The liquidator has supplied us with a list of creditors (me the biggest unsecured as 5 days later we would have had an Interim Charge going before the Courts). He has then listed apparently independent valuations for the assets. Amongst the assets is a book value of the stock of £150,000 yet the valuation has reduced this to £20,000. The Meeting of Creditors was on the 19th August 2015, yet, the director had a new company set up in February which commenced trading on the 31st May 2015. How could the new company start trading if it hadn't paid for the stock? And apparently, most surprisingly trade has recently improved??
There is also a freehold building listed as an asset (which I am sure is valued at least £100,000 below its market value) which has not been paid for yet, plus there is owed to the company, but written off at the moment £108,000 from the Director's other 100% owned company. This must reflect a conflict of interest?
Thank you for your help. I believe that it was all pre planned since the new company was purchased for the director last February. We were in Court in March and his new company started trading on the 31st May. The creditors meeting was timed for 5 days before my court orders could be secured on the freehold property.
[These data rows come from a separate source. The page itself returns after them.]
use crate::foundation::error::{ExprError, ExprResult};

#[derive(Debug, Clone, Copy, PartialEq, Eq)]
pub(crate) struct Span {
    pub(crate) start: usize,
}

#[derive(Debug, Clone, PartialEq)]
pub(crate) struct Token {
    pub(crate) kind: TokenKind,
    pub(crate) span: Span,
}

#[derive(Debug, Clone, PartialEq)]
pub(crate) enum TokenKind {
    Ident(String),
    /// Magnitude only; the parser folds a leading `-` and range-checks against `i64`.
    Int(u64),
    Double(f64),
    Str(String),
    True,
    False,
    Null,

    LParen,
    RParen,
    Comma,
    Dot,
    Arrow,

    Plus,
    Minus,
    Star,
    Slash,
    Percent,

    EqEq,
    Ne,
    Lt,
    Le,
    Gt,
    Ge,

    AndAnd,
    OrOr,

    Question,
    Colon,

    Eof,
}

/// Tokenize lambda text. The returned vector always ends with [`TokenKind::Eof`].
pub(crate) fn lex(input: &str) -> ExprResult<Vec<Token>> {
    let mut cur = Cursor { input, pos: 0 };
    let mut out = Vec::new();

    loop {
        cur.skip_whitespace();
        let start = cur.pos;
        let Some(c) = cur.peek() else {
            out.push(Token {
                kind: TokenKind::Eof,
                span: Span { start },
            });
            return Ok(out);
        };

        let kind = if c.is_ascii_digit() {
            cur.number()?
        } else if c == '"' {
            cur.string()?
        } else if c.is_ascii_alphabetic() || c == '_' {
            cur.word()
        } else {
            cur.punct()?
        };
        out.push(Token {
            kind,
            span: Span { start },
        });
    }
}

struct Cursor<'a> {
    input: &'a str,
    pos: usize,
}

impl Cursor<'_> {
    fn rest(&self) -> &str {
        &self.input[self.pos..]
    }

    fn peek(&self) -> Option<char> {
        self.rest().chars().next()
    }

    fn peek_second(&self) -> Option<char> {
        self.rest().chars().nth(1)
    }

    fn advance(&mut self) -> Option<char> {
        let c = self.peek()?;
        self.pos += c.len_utf8();
        Some(c)
    }

    fn eat_while(&mut self, pred: impl Fn(char) -> bool) {
        while self.peek().is_some_and(&pred) {
            self.advance();
        }
    }

    fn skip_whitespace(&mut self) {
        self.eat_while(|c| c.is_ascii_whitespace());
    }

    // digits ('.' digits)? ([eE] [+-]? digits)?
    fn number(&mut self) -> ExprResult<TokenKind> {
        let start = self.pos;
        self.eat_while(|c| c.is_ascii_digit());

        let mut fractional = false;
        if self.peek() == Some('.') && self.peek_second().is_some_and(|c| c.is_ascii_digit()) {
            fractional = true;
            self.advance();
            self.eat_while(|c| c.is_ascii_digit());
        }
        if matches!(self.peek(), Some('e' | 'E')) {
            fractional = true;
            let exponent_at = self.pos;
            self.advance();
            if matches!(self.peek(), Some('+' | '-')) {
                self.advance();
            }
            let digits_at = self.pos;
            self.eat_while(|c| c.is_ascii_digit());
            if digits_at == self.pos {
                return Err(ExprError::parse(exponent_at, "exponent has no digits"));
            }
        }

        let text = &self.input[start..self.pos];
        if fractional {
            text.parse()
                .map(TokenKind::Double)
                .map_err(|_| ExprError::parse(start, "invalid number"))
        } else {
            text.parse()
                .map(TokenKind::Int)
                .map_err(|_| ExprError::parse(start, "integer literal out of range"))
        }
    }

    fn string(&mut self) -> ExprResult<TokenKind> {
        let start = self.pos;
        self.advance();
        let mut s = String::new();
        loop {
            match self.advance() {
                None => return Err(ExprError::parse(start, "unterminated string literal")),
                Some('"') => return Ok(TokenKind::Str(s)),
                Some('\\') => {
                    let escape_at = self.pos - 1;
                    let decoded = match self.advance() {
                        None => return Err(ExprError::parse(start, "unterminated string literal")),
                        Some('n') => '\n',
                        Some('t') => '\t',
                        Some('"') => '"',
                        Some('\\') => '\\',
                        Some(other) => {
                            return Err(ExprError::parse(
                                escape_at,
                                format!("unknown escape '\\{other}'"),
                            ));
                        }
                    };
                    s.push(decoded);
                }
                Some(c) => s.push(c),
            }
        }
    }

    fn word(&mut self) -> TokenKind {
        let start = self.pos;
        self.eat_while(|c| c.is_ascii_alphanumeric() || c == '_');
        match &self.input[start..self.pos] {
            "true" => TokenKind::True,
            "false" => TokenKind::False,
            "null" => TokenKind::Null,
            ident => TokenKind::Ident(ident.to_owned()),
        }
    }

    fn punct(&mut self) -> ExprResult<TokenKind> {
        let start = self.pos;
        let pair = match (self.peek(), self.peek_second()) {
            (Some('='), Some('>')) => Some(TokenKind::Arrow),
            (Some('&'), Some('&')) => Some(TokenKind::AndAnd),
            (Some('|'), Some('|')) => Some(TokenKind::OrOr),
            (Some('='), Some('=')) => Some(TokenKind::EqEq),
            (Some('!'), Some('=')) => Some(TokenKind::Ne),
            (Some('<'), Some('=')) => Some(TokenKind::Le),
            (Some('>'), Some('=')) => Some(TokenKind::Ge),
            _ => None,
        };
        if let Some(kind) = pair {
            self.pos += 2;
            return Ok(kind);
        }

        let Some(c) = self.advance() else {
            return Err(ExprError::parse(start, "unexpected end of input"));
        };
        Ok(match c {
            '(' => TokenKind::LParen,
            ')' => TokenKind::RParen,
            ',' => TokenKind::Comma,
            '.' => TokenKind::Dot,
            '+' => TokenKind::Plus,
            '-' => TokenKind::Minus,
            '*' => TokenKind::Star,
            '/' => TokenKind::Slash,
            '%' => TokenKind::Percent,
            '<' => TokenKind::Lt,
            '>' => TokenKind::Gt,
            '?' => TokenKind::Question,
            ':' => TokenKind::Colon,
            other => {
                return Err(ExprError::parse(
                    start,
                    format!("unexpected character '{other}'"),
                ));
            }
        })
    }
}

#[cfg(test)]
#[path = "../../tests/unit/expression/lexer.rs"]
mod tests;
The director argues that I caused the insolvency but if a charge had gone on the freehold property it would not have effected its financial status. Also since no accounts were presented to companies house last year he obviously knew that the company was in financial difficulty and failed to inform the court when the order was made. Was this wrong and was it fraudulent trading since he had been planning his exit for 6 months before the creditor's meeting was called.